To witness hunger in America today is to enter a twilight zone where refrigerators are so frequently bare of all but mustard and ketchup that it provokes no remark, inspires no embarrassment. Here dinners are cooked using macaroni-and-cheese mixes and other processed ingredients from food pantries, and fresh fruits and vegetables are eaten only in the first days after the SNAP payment arrives. Here you’ll meet hungry farmhands and retired schoolteachers, hungry families who are in the U.S. without papers and hungry families whose histories stretch back to the Mayflower. Here pocketing food from work and skipping meals to make food stretch are so common that such practices barely register as a way of coping with hunger and are simply a way of life.
It can be tempting to ask families receiving food assistance, If you’re really hungry, then how can you be—as many of them are—overweight? The answer is “this paradox that hunger and obesity are two sides of the same coin,” says Melissa Boteach, vice president of the Poverty and Prosperity Program of the Center for American Progress, “people making trade-offs between food that’s filling but not nutritious and may actually contribute to obesity.” For many of the hungry in America, the extra pounds that result from a poor diet are collateral damage—an unintended side effect of hunger itself.
Help for the Hungry
More than 48 million Americans rely on what used to be called food stamps, now SNAP: the Supplemental Nutrition Assistance Program.
In 2013 benefits totaled $75 billion, but payments to most households dropped; the average monthly benefit was $133.07 a person, less than $1.50 a meal. SNAP recipients typically run through their monthly allotment in three weeks, then turn to food pantries. Who qualifies for SNAP? Households with gross incomes no more than 130 percent of the poverty rate. For a family of four that qualifying point is $31,005 a year.*
*Qualifying incomes in Alaska and Hawaii are higher than in the contiguous U.S.

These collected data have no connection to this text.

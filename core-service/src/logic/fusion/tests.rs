//! Integration tests for the fusion engine against a trained registry

#[cfg(test)]
mod integration_tests {
    use std::sync::{Arc, OnceLock};

    use serde_json::json;

    use crate::logic::dataset::fixtures::{outlandish_record, sample_records, sample_values};
    use crate::logic::dataset::Record;
    use crate::logic::error::FusionError;
    use crate::logic::fusion::FusionEngine;
    use crate::logic::model::{ModelRegistry, RegistryHandle, ThresholdConfig, TrainingConfig};

    fn registry() -> ModelRegistry {
        static TRAINED: OnceLock<ModelRegistry> = OnceLock::new();
        TRAINED
            .get_or_init(|| ModelRegistry::train(&sample_records(90), &TrainingConfig::fast()).unwrap())
            .clone()
    }

    fn engine() -> FusionEngine {
        let handle = Arc::new(RegistryHandle::new());
        handle.install(registry());
        FusionEngine::new(handle, ThresholdConfig::default())
    }

    #[test]
    fn test_not_ready_before_install() {
        let engine = FusionEngine::new(Arc::new(RegistryHandle::new()), ThresholdConfig::default());

        assert!(matches!(
            engine.score(&sample_records(1)[0]),
            Err(FusionError::RegistryNotReady)
        ));
        assert!(matches!(
            engine.score_values(&sample_values(3)),
            Err(FusionError::RegistryNotReady)
        ));
    }

    #[test]
    fn test_batch_verdict_fields() {
        let engine = engine();
        let records = sample_records(12);
        let verdicts = engine.score_batch(&records).unwrap();

        assert_eq!(verdicts.len(), 12);
        for (record, verdict) in records.iter().zip(&verdicts) {
            assert!(verdict.reconstruction_reliable);
            assert_eq!(verdict.severity, record.declared_severity());
            assert!((0.0..=1.0).contains(&verdict.confidence));
            assert_eq!(
                verdict.is_anomaly,
                verdict.decision.classifier || verdict.decision.outlier || verdict.decision.reconstruction
            );
        }
    }

    #[test]
    fn test_confident_family_is_flagged_by_classifier() {
        let engine = engine();
        let verdicts = engine.score_batch(&sample_records(6)).unwrap();

        // Families are fully separable, so the classifier is sure of each one
        for (record, verdict) in sample_records(6).iter().zip(&verdicts) {
            assert_eq!(verdict.attack_type, record.label());
            assert!(verdict.decision.classifier, "confidence {}", verdict.confidence);
            assert!(verdict.is_anomaly);
        }
    }

    #[test]
    fn test_outlandish_record_stands_out_in_batch() {
        let engine = engine();
        let mut batch = sample_records(19);
        batch.push(outlandish_record());

        let verdicts = engine.score_batch(&batch).unwrap();
        let strange = &verdicts[19];

        assert!(strange.decision.outlier);
        assert!(strange.decision.reconstruction);
        assert_eq!(strange.source_ip, 4_294_967_294);
        assert!(verdicts[..19].iter().all(|v| !v.decision.reconstruction));
    }

    #[test]
    fn test_single_record_reconstruction_is_unreliable() {
        let engine = engine();
        let verdict = engine.score(&outlandish_record()).unwrap();

        assert!(!verdict.reconstruction_reliable);
        assert!(!verdict.decision.reconstruction);
        assert_eq!(verdict.reconstruction_threshold, verdict.reconstruction_error);
    }

    #[test]
    fn test_scoring_is_idempotent() {
        let engine = engine();
        let record = sample_records(4)[3].clone();

        let a = engine.score(&record).unwrap();
        let b = engine.score(&record).unwrap();
        assert_eq!(a.confidence, b.confidence);
        assert_eq!(a.attack_type, b.attack_type);
        assert_eq!(a.decision.outlier, b.decision.outlier);
        assert_eq!(a.outlier_score, b.outlier_score);
    }

    #[test]
    fn test_malformed_values_do_not_abort_batch() {
        let engine = engine();
        let mut values = sample_values(4);
        values.insert(1, json!("not a record"));
        values.push(json!({ "Source IP": "10.0.0.1" }));

        let results = engine.score_values(&values).unwrap();
        assert_eq!(results.len(), 6);

        assert!(matches!(results[1], Err(FusionError::MalformedRecord(_))));
        assert!(matches!(results[5], Err(FusionError::MalformedRecord(_))));
        for i in [0, 2, 3, 4] {
            assert!(results[i].is_ok(), "slot {} failed: {:?}", i, results[i]);
        }
    }

    #[test]
    fn test_coercions_travel_with_verdict() {
        let engine = engine();
        let mut record: Record = sample_records(1)[0].clone();
        record.destination_ip = "not-an-ip".to_string();

        let verdict = engine.score(&record).unwrap();
        assert_eq!(verdict.destination_ip, 0);
        assert_eq!(verdict.coercions.len(), 1);
        assert_eq!(verdict.coercions[0].field, "Destination IP");
    }

    #[test]
    fn test_swap_is_seen_by_next_call() {
        let handle = Arc::new(RegistryHandle::new());
        let engine = FusionEngine::new(Arc::clone(&handle), ThresholdConfig::default());
        assert!(engine.score(&sample_records(1)[0]).is_err());

        handle.install(registry());
        assert!(engine.score(&sample_records(1)[0]).is_ok());
    }
}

As the face of hunger has changed, so has its address. The town of Spring, Texas, is where ranchland meets Houston’s sprawl, a suburb of curving streets and shade trees and privacy fences. The suburbs are the home of the American dream, but they are also a place where poverty is on the rise. As urban housing has gotten more expensive, the working poor have been pushed out. Today hunger in the suburbs is growing faster than in cities, having more than doubled since 2007.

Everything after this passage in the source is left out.